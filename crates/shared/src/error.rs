//! Error types for MetaMCP configuration storage

use thiserror::Error;

#[derive(Debug, Error)]
pub enum StoreError {
    #[error("Not found: {0}")]
    NotFound(String),

    #[error("Validation error: {0}")]
    Validation(String),

    #[error("Failed to read config document: {0}")]
    Io(#[from] std::io::Error),

    #[error("Malformed config document: {0}")]
    Json(#[from] serde_json::Error),
}

pub type StoreResult<T> = Result<T, StoreError>;
//! In-process namespace connector
//!
//! Runs the aggregator as a task inside the proxy and hands back the client
//! end of an in-memory channel, for hosts where spawning the `aggregate`
//! subprocess is not possible.

use std::sync::Arc;
use std::time::Duration;

use async_trait::async_trait;
use metamcp_shared::ConfigRepository;

use super::aggregator::NamespaceAggregator;
use super::server::serve_transport;
use crate::logs::ServerLogStore;
use crate::mcp::{TransportError, TransportResult};
use crate::transport::{ChannelTransport, NamespaceConnector, Transport, TransportConnector};

pub struct InProcessAggregatorConnector {
    repository: Arc<dyn ConfigRepository>,
    connector: Arc<dyn TransportConnector>,
    logs: ServerLogStore,
    request_timeout: Duration,
}

impl InProcessAggregatorConnector {
    pub fn new(
        repository: Arc<dyn ConfigRepository>,
        connector: Arc<dyn TransportConnector>,
        logs: ServerLogStore,
        request_timeout: Duration,
    ) -> Self {
        Self {
            repository,
            connector,
            logs,
            request_timeout,
        }
    }
}

#[async_trait]
impl NamespaceConnector for InProcessAggregatorConnector {
    async fn connect_namespace(&self, api_key: &str) -> TransportResult<Arc<dyn Transport>> {
        let snapshot = self
            .repository
            .namespace_for_api_key(api_key)
            .await
            .ok_or_else(|| TransportError::Unauthorized("unknown API key".to_string()))?;

        let aggregator = Arc::new(NamespaceAggregator::new(
            snapshot,
            self.connector.clone(),
            self.logs.clone(),
            self.request_timeout,
        ));
        let (client_end, server_end) = ChannelTransport::pair();
        tokio::spawn(serve_transport(aggregator, server_end));

        Ok(client_end)
    }
}

#[cfg(test)]
#[allow(clippy::unwrap_used)]
mod tests {
    use super::*;
    use crate::test_support::FakeConnector;
    use metamcp_shared::{ApiKeyBinding, InMemoryConfigStore, Namespace, NamespaceId};
    use serde_json::json;

    #[tokio::test]
    async fn test_connects_known_keys_only() {
        let store = InMemoryConfigStore::new();
        let namespace = NamespaceId::new();
        store
            .upsert_namespace(Namespace {
                uuid: namespace,
                name: "empty".to_string(),
                server_uuids: Vec::new(),
            })
            .await
            .unwrap();
        store
            .bind_api_key(ApiKeyBinding {
                key: "sk_live".to_string(),
                namespace_uuid: namespace,
            })
            .await
            .unwrap();

        let connector = InProcessAggregatorConnector::new(
            Arc::new(store),
            Arc::new(FakeConnector::default()),
            ServerLogStore::default(),
            Duration::from_secs(5),
        );

        let transport = connector.connect_namespace("sk_live").await.unwrap();
        transport
            .send(json!({"jsonrpc": "2.0", "id": 1, "method": "ping"}))
            .await
            .unwrap();
        assert_eq!(transport.recv().await.unwrap()["result"], json!({}));

        let err = connector.connect_namespace("sk_other").await.err().unwrap();
        assert!(matches!(err, TransportError::Unauthorized(_)));
    }
}
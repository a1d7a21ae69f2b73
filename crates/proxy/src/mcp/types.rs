//! MCP Protocol Types
//!
//! JSON-RPC 2.0 envelopes plus the handful of MCP payloads the proxy itself
//! has to understand. Everything the proxy merely relays stays a raw
//! [`serde_json::Value`] so that backend payloads reach the client untouched.

use serde::{Deserialize, Serialize};
use serde_json::Value;

/// Protocol revision the proxy speaks when it initializes backends itself
pub const PROTOCOL_VERSION: &str = "2025-03-26";

// =============================================================================
// JSON-RPC 2.0 Types
// =============================================================================

/// JSON-RPC request ID - can be string, number, or null
#[derive(Debug, Clone, Serialize, Deserialize, PartialEq, Eq, Hash)]
#[serde(untagged)]
pub enum JsonRpcId {
    String(String),
    Number(i64),
    Null,
}

impl JsonRpcId {
    /// Read the id of a raw message, if it carries a usable one
    pub fn from_message(message: &Value) -> Option<Self> {
        match message.get("id")? {
            Value::String(s) => Some(JsonRpcId::String(s.clone())),
            Value::Number(n) => n.as_i64().map(JsonRpcId::Number),
            _ => None,
        }
    }

    pub fn to_value(&self) -> Value {
        match self {
            JsonRpcId::String(s) => Value::String(s.clone()),
            JsonRpcId::Number(n) => Value::from(*n),
            JsonRpcId::Null => Value::Null,
        }
    }
}

/// Outgoing JSON-RPC 2.0 request
#[derive(Debug, Clone, Serialize, Deserialize)]
pub struct JsonRpcRequest {
    pub jsonrpc: String,
    #[serde(skip_serializing_if = "Option::is_none")]
    pub id: Option<JsonRpcId>,
    pub method: String,
    #[serde(skip_serializing_if = "Option::is_none")]
    pub params: Option<Value>,
}

impl JsonRpcRequest {
    pub fn new(id: JsonRpcId, method: impl Into<String>, params: Option<Value>) -> Self {
        Self {
            jsonrpc: "2.0".to_string(),
            id: Some(id),
            method: method.into(),
            params,
        }
    }

    pub fn notification(method: impl Into<String>, params: Option<Value>) -> Self {
        Self {
            jsonrpc: "2.0".to_string(),
            id: None,
            method: method.into(),
            params,
        }
    }
}

/// JSON-RPC 2.0 response
#[derive(Debug, Clone, Serialize, Deserialize)]
pub struct JsonRpcResponse {
    pub jsonrpc: String,
    #[serde(skip_serializing_if = "Option::is_none")]
    pub id: Option<JsonRpcId>,
    #[serde(skip_serializing_if = "Option::is_none")]
    pub result: Option<Value>,
    #[serde(skip_serializing_if = "Option::is_none")]
    pub error: Option<JsonRpcError>,
}

impl JsonRpcResponse {
    /// Create a successful response
    pub fn success(id: Option<JsonRpcId>, result: Value) -> Self {
        Self {
            jsonrpc: "2.0".to_string(),
            id,
            result: Some(result),
            error: None,
        }
    }

    /// Create an error response
    pub fn error(id: Option<JsonRpcId>, error: JsonRpcError) -> Self {
        Self {
            jsonrpc: "2.0".to_string(),
            id,
            result: None,
            error: Some(error),
        }
    }

    pub fn into_value(self) -> Value {
        serde_json::to_value(self).unwrap_or(Value::Null)
    }
}

/// JSON-RPC 2.0 error object
#[derive(Debug, Clone, Serialize, Deserialize, PartialEq)]
pub struct JsonRpcError {
    pub code: i32,
    pub message: String,
    #[serde(skip_serializing_if = "Option::is_none")]
    pub data: Option<Value>,
}

impl JsonRpcError {
    // Standard JSON-RPC error codes
    pub const PARSE_ERROR: i32 = -32700;
    pub const INVALID_REQUEST: i32 = -32600;
    pub const METHOD_NOT_FOUND: i32 = -32601;
    pub const INVALID_PARAMS: i32 = -32602;
    pub const INTERNAL_ERROR: i32 = -32603;
    // Implementation-defined server errors
    pub const CONNECTION_CLOSED: i32 = -32000;
    pub const REQUEST_TIMEOUT: i32 = -32001;

    pub fn parse_error(msg: impl Into<String>) -> Self {
        Self::with_code(Self::PARSE_ERROR, msg)
    }

    pub fn invalid_request(msg: impl Into<String>) -> Self {
        Self::with_code(Self::INVALID_REQUEST, msg)
    }

    pub fn method_not_found(method: &str) -> Self {
        Self::with_code(Self::METHOD_NOT_FOUND, format!("Method not found: {}", method))
    }

    pub fn invalid_params(msg: impl Into<String>) -> Self {
        Self::with_code(Self::INVALID_PARAMS, msg)
    }

    pub fn internal_error(msg: impl Into<String>) -> Self {
        Self::with_code(Self::INTERNAL_ERROR, msg)
    }

    pub fn connection_closed(msg: impl Into<String>) -> Self {
        Self::with_code(Self::CONNECTION_CLOSED, msg)
    }

    pub fn request_timeout(msg: impl Into<String>) -> Self {
        Self::with_code(Self::REQUEST_TIMEOUT, msg)
    }

    fn with_code(code: i32, msg: impl Into<String>) -> Self {
        Self {
            code,
            message: msg.into(),
            data: None,
        }
    }
}

// =============================================================================
// Raw message classification
// =============================================================================

/// Shape of a raw JSON-RPC message
#[derive(Debug, Clone, Copy, PartialEq, Eq)]
pub enum MessageKind {
    Request,
    Notification,
    Response,
    Invalid,
}

impl MessageKind {
    pub fn of(message: &Value) -> Self {
        let has_method = message.get("method").is_some_and(Value::is_string);
        let has_id = message.get("id").is_some_and(|id| !id.is_null());
        let has_outcome = message.get("result").is_some() || message.get("error").is_some();

        match (has_method, has_id, has_outcome) {
            (true, true, _) => MessageKind::Request,
            (true, false, _) => MessageKind::Notification,
            (false, true, true) => MessageKind::Response,
            _ => MessageKind::Invalid,
        }
    }
}

/// Method name of a request or notification
pub fn method_of(message: &Value) -> Option<&str> {
    message.get("method").and_then(Value::as_str)
}

/// Build an error response addressed to the id of `request`
pub fn error_reply(request: &Value, error: JsonRpcError) -> Value {
    JsonRpcResponse::error(JsonRpcId::from_message(request), error).into_value()
}

// =============================================================================
// MCP Initialize Types
// =============================================================================

/// Client info sent during initialize
#[derive(Debug, Clone, Serialize, Deserialize)]
pub struct Implementation {
    pub name: String,
    pub version: String,
}

impl Implementation {
    pub fn this_proxy() -> Self {
        Self {
            name: "metamcp-proxy".to_string(),
            version: env!("CARGO_PKG_VERSION").to_string(),
        }
    }
}

/// Initialize request params
#[derive(Debug, Clone, Serialize, Deserialize)]
#[serde(rename_all = "camelCase")]
pub struct InitializeParams {
    pub protocol_version: String,
    #[serde(default)]
    pub capabilities: Value,
    pub client_info: Implementation,
}

/// Initialize response result
#[derive(Debug, Clone, Serialize, Deserialize)]
#[serde(rename_all = "camelCase")]
pub struct InitializeResult {
    pub protocol_version: String,
    #[serde(default)]
    pub capabilities: Value,
    pub server_info: Implementation,
    #[serde(skip_serializing_if = "Option::is_none")]
    pub instructions: Option<String>,
}

// =============================================================================
// Routed request params
// =============================================================================

/// tools/call and prompts/get params; arguments are relayed untouched
#[derive(Debug, Clone, Serialize, Deserialize)]
pub struct NamedCallParams {
    pub name: String,
    #[serde(default, skip_serializing_if = "Option::is_none")]
    pub arguments: Option<Value>,
    #[serde(rename = "_meta", default, skip_serializing_if = "Option::is_none")]
    pub meta: Option<Value>,
}

/// resources/read request params
#[derive(Debug, Clone, Serialize, Deserialize)]
pub struct ResourceReadParams {
    pub uri: String,
}
//! Server log store
//!
//! Keeps the most recent [`ServerLogEvent`]s in a bounded ring buffer and fans
//! every new event out to live subscribers. Each record is mirrored through
//! `tracing` so the process log carries the same information.

use std::collections::VecDeque;
use std::sync::{Arc, Mutex};

use metamcp_shared::{LogLevel, ServerLogEvent};
use tokio::sync::broadcast;

/// Default number of events kept in memory
pub const DEFAULT_LOG_CAPACITY: usize = 1000;

const SUBSCRIBER_BUFFER: usize = 256;

/// Bounded in-memory log sink shared by transports, pools and the aggregator
#[derive(Clone)]
pub struct ServerLogStore {
    entries: Arc<Mutex<VecDeque<ServerLogEvent>>>,
    capacity: usize,
    feed: broadcast::Sender<ServerLogEvent>,
}

impl ServerLogStore {
    pub fn new(capacity: usize) -> Self {
        let (feed, _) = broadcast::channel(SUBSCRIBER_BUFFER);
        Self {
            entries: Arc::new(Mutex::new(VecDeque::with_capacity(capacity.min(DEFAULT_LOG_CAPACITY)))),
            capacity: capacity.max(1),
            feed,
        }
    }

    /// Append an event, evicting the oldest one when full
    pub fn record(&self, event: ServerLogEvent) {
        let error = event.error.as_deref().unwrap_or("");
        match event.level {
            LogLevel::Info => {
                tracing::info!(server = %event.server_name, error = %error, "{}", event.message)
            }
            LogLevel::Warn => {
                tracing::warn!(server = %event.server_name, error = %error, "{}", event.message)
            }
            LogLevel::Error => {
                tracing::error!(server = %event.server_name, error = %error, "{}", event.message)
            }
        }

        if let Ok(mut entries) = self.entries.lock() {
            if entries.len() >= self.capacity {
                entries.pop_front();
            }
            entries.push_back(event.clone());
        }

        // No subscribers is fine
        let _ = self.feed.send(event);
    }

    pub fn info(&self, server_name: &str, message: impl Into<String>) {
        self.record(ServerLogEvent::new(server_name, LogLevel::Info, message));
    }

    pub fn warn(&self, server_name: &str, message: impl Into<String>) {
        self.record(ServerLogEvent::new(server_name, LogLevel::Warn, message));
    }

    pub fn error(&self, server_name: &str, message: impl Into<String>, error: impl std::fmt::Display) {
        self.record(ServerLogEvent::new(server_name, LogLevel::Error, message).with_error(error));
    }

    /// Oldest-first copy of the buffered events, optionally limited to the newest `limit`
    pub fn recent(&self, limit: Option<usize>) -> Vec<ServerLogEvent> {
        let Ok(entries) = self.entries.lock() else {
            return Vec::new();
        };
        let skip = limit.map_or(0, |limit| entries.len().saturating_sub(limit));
        entries.iter().skip(skip).cloned().collect()
    }

    pub fn subscribe(&self) -> broadcast::Receiver<ServerLogEvent> {
        self.feed.subscribe()
    }

    pub fn clear(&self) {
        if let Ok(mut entries) = self.entries.lock() {
            entries.clear();
        }
    }

    pub fn len(&self) -> usize {
        self.entries.lock().map(|entries| entries.len()).unwrap_or(0)
    }

    pub fn is_empty(&self) -> bool {
        self.len() == 0
    }
}

impl Default for ServerLogStore {
    fn default() -> Self {
        Self::new(DEFAULT_LOG_CAPACITY)
    }
}

#[cfg(test)]
#[allow(clippy::unwrap_used)]
mod tests {
    use super::*;

    #[test]
    fn test_ring_buffer_evicts_oldest() {
        let logs = ServerLogStore::new(2);
        logs.info("a", "first");
        logs.info("a", "second");
        logs.info("a", "third");

        let messages: Vec<String> = logs.recent(None).into_iter().map(|e| e.message).collect();
        assert_eq!(messages, vec!["second", "third"]);
    }

    #[test]
    fn test_recent_limit_returns_newest() {
        let logs = ServerLogStore::default();
        for i in 0..5 {
            logs.warn("b", format!("event {}", i));
        }

        let recent = logs.recent(Some(2));
        assert_eq!(recent.len(), 2);
        assert_eq!(recent[1].message, "event 4");
    }

    #[tokio::test]
    async fn test_subscribers_receive_live_events() {
        let logs = ServerLogStore::default();
        let mut feed = logs.subscribe();

        logs.error("github", "Backend unavailable", "connection refused");

        let event = feed.recv().await.unwrap();
        assert_eq!(event.server_name, "github");
        assert_eq!(event.level, LogLevel::Error);
        assert_eq!(event.error.as_deref(), Some("connection refused"));
    }

    #[test]
    fn test_clear() {
        let logs = ServerLogStore::default();
        logs.info("a", "x");
        logs.clear();
        assert!(logs.is_empty());
    }
}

============================================================

In the records above, find every line with the word "ChannelTransport" and copy it.

use crate::transport::{ChannelTransport, NamespaceConnector, Transport, TransportConnector};
        let (client_end, server_end) = ChannelTransport::pair();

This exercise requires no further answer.